[[ Data section open ]]

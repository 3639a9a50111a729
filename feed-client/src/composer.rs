use tracing::{debug, info};

use crate::FeedClient;
use crate::error::{FeedClientError, FeedClientResult};
use crate::forms::FormErrors;
use crate::graphql::STATUS_BAD_REQUEST;
use crate::models::Tweet;
use crate::paginator::FeedPaginator;

/// Максимальная длина твита в символах.
pub const MAX_TWEET_LENGTH: usize = 280;

#[derive(Debug, Clone, PartialEq, Eq)]
/// Куда публикуется текст.
pub enum ComposeTarget {
    /// Новый твит.
    Tweet,
    /// Ответ на твит.
    Reply {
        /// Идентификатор родительского твита.
        tweet_id: String,
    },
}

#[derive(Debug, Clone)]
/// Черновик твита или ответа.
pub struct Composer {
    target: ComposeTarget,
    text: String,
    errors: FormErrors,
}

impl Composer {
    /// Черновик для `target`.
    pub fn new(target: ComposeTarget) -> Self {
        Self {
            target,
            text: String::new(),
            errors: FormErrors::new(),
        }
    }

    /// Черновик нового твита.
    pub fn tweet() -> Self {
        Self::new(ComposeTarget::Tweet)
    }

    /// Черновик ответа на `tweet_id`.
    pub fn reply(tweet_id: impl Into<String>) -> Self {
        Self::new(ComposeTarget::Reply {
            tweet_id: tweet_id.into(),
        })
    }

    /// Цель публикации.
    pub fn target(&self) -> &ComposeTarget {
        &self.target
    }

    /// Текущий текст.
    pub fn text(&self) -> &str {
        &self.text
    }

    /// Ошибки последней отправки.
    pub fn errors(&self) -> &FormErrors {
        &self.errors
    }

    /// Меняет текст. Текст длиннее `MAX_TWEET_LENGTH` не принимается.
    pub fn set_text(&mut self, text: impl Into<String>) -> bool {
        let text = text.into();
        if text.chars().count() > MAX_TWEET_LENGTH {
            return false;
        }
        self.text = text;
        self.errors.clear_field("text");
        true
    }

    /// Длина текста без пробелов по краям в `1..=MAX_TWEET_LENGTH`.
    pub fn is_valid(&self) -> bool {
        let len = self.text.trim().chars().count();
        (1..=MAX_TWEET_LENGTH).contains(&len)
    }

    /// Можно ли отправить черновик.
    ///
    /// Пока идёт отправка, черновик заимствован `submit` эксклюзивно.
    pub fn can_submit(&self) -> bool {
        self.is_valid()
    }

    /// Публикует черновик.
    ///
    /// При успехе текст и ошибки очищаются, а лента `feed` перезапускается
    /// с начала. На 400 ошибки полей сохраняются, текст остаётся.
    pub async fn submit(
        &mut self,
        client: &FeedClient,
        feed: Option<&mut FeedPaginator>,
    ) -> FeedClientResult<Tweet> {
        if !self.can_submit() {
            return Err(FeedClientError::InvalidInput(format!(
                "tweet text must be 1 to {MAX_TWEET_LENGTH} characters"
            )));
        }

        let result = match &self.target {
            ComposeTarget::Tweet => client.create_tweet(&self.text).await,
            ComposeTarget::Reply { tweet_id } => client.reply_tweet(tweet_id, &self.text).await,
        };

        match result {
            Ok(tweet) => {
                info!(tweet_id = %tweet.id, "tweet published");
                self.text.clear();
                self.errors.clear();
                if let Some(feed) = feed {
                    feed.refresh();
                }
                Ok(tweet)
            }
            Err(err) => {
                if err.status() == Some(STATUS_BAD_REQUEST) {
                    self.errors.replace(err.field_errors());
                }
                debug!(error = %err, "tweet rejected");
                Err(err)
            }
        }
    }
}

[[ Data section closed ]]

What you have to do:
Among the lines of the listing above, which ones hold "FeedPaginator"? Copy them.

Answer to this exercise:
use crate::paginator::FeedPaginator;
        feed: Option<&mut FeedPaginator>,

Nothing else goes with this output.